• [WHAT THE TASK REQUIRES]: Please filter the entries and return only the lines that include "ConversionState".

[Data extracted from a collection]
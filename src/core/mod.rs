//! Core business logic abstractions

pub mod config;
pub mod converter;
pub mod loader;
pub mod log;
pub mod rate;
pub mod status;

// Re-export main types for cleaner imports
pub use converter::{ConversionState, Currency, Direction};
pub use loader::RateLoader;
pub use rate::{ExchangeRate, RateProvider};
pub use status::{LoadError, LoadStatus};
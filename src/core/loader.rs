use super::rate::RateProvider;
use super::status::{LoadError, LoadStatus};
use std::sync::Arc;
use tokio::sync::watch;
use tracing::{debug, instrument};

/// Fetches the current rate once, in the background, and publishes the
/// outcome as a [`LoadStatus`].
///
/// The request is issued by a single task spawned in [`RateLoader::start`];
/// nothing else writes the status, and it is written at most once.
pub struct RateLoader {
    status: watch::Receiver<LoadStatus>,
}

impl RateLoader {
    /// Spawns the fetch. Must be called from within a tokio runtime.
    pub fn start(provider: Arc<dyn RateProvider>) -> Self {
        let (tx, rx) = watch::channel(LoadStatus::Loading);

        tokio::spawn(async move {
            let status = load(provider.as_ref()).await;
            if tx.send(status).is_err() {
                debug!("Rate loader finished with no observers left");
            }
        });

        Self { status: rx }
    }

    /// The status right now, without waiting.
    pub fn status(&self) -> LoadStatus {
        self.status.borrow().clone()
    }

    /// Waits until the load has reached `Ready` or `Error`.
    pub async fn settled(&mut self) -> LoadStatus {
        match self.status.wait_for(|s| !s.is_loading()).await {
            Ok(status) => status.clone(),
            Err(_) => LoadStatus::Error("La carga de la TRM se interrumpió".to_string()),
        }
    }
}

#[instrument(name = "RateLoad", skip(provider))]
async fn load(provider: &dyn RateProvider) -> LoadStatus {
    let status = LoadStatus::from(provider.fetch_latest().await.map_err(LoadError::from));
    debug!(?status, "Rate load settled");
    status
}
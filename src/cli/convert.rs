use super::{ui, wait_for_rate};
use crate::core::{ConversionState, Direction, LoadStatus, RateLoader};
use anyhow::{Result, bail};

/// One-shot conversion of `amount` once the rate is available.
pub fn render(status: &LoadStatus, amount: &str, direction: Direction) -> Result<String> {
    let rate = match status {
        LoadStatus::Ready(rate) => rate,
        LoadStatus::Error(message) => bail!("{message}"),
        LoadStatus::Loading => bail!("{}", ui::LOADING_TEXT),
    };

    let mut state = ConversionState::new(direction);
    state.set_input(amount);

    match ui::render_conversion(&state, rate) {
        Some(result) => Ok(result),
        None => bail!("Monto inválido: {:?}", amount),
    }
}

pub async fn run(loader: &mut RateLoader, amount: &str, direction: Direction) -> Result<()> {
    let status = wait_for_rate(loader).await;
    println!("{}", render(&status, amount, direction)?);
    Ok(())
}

• [RESULT BELOW]:
pub use converter::{ConversionState, Currency, Direction};
use crate::core::{ConversionState, Direction, LoadStatus, RateLoader};
    let mut state = ConversionState::new(direction);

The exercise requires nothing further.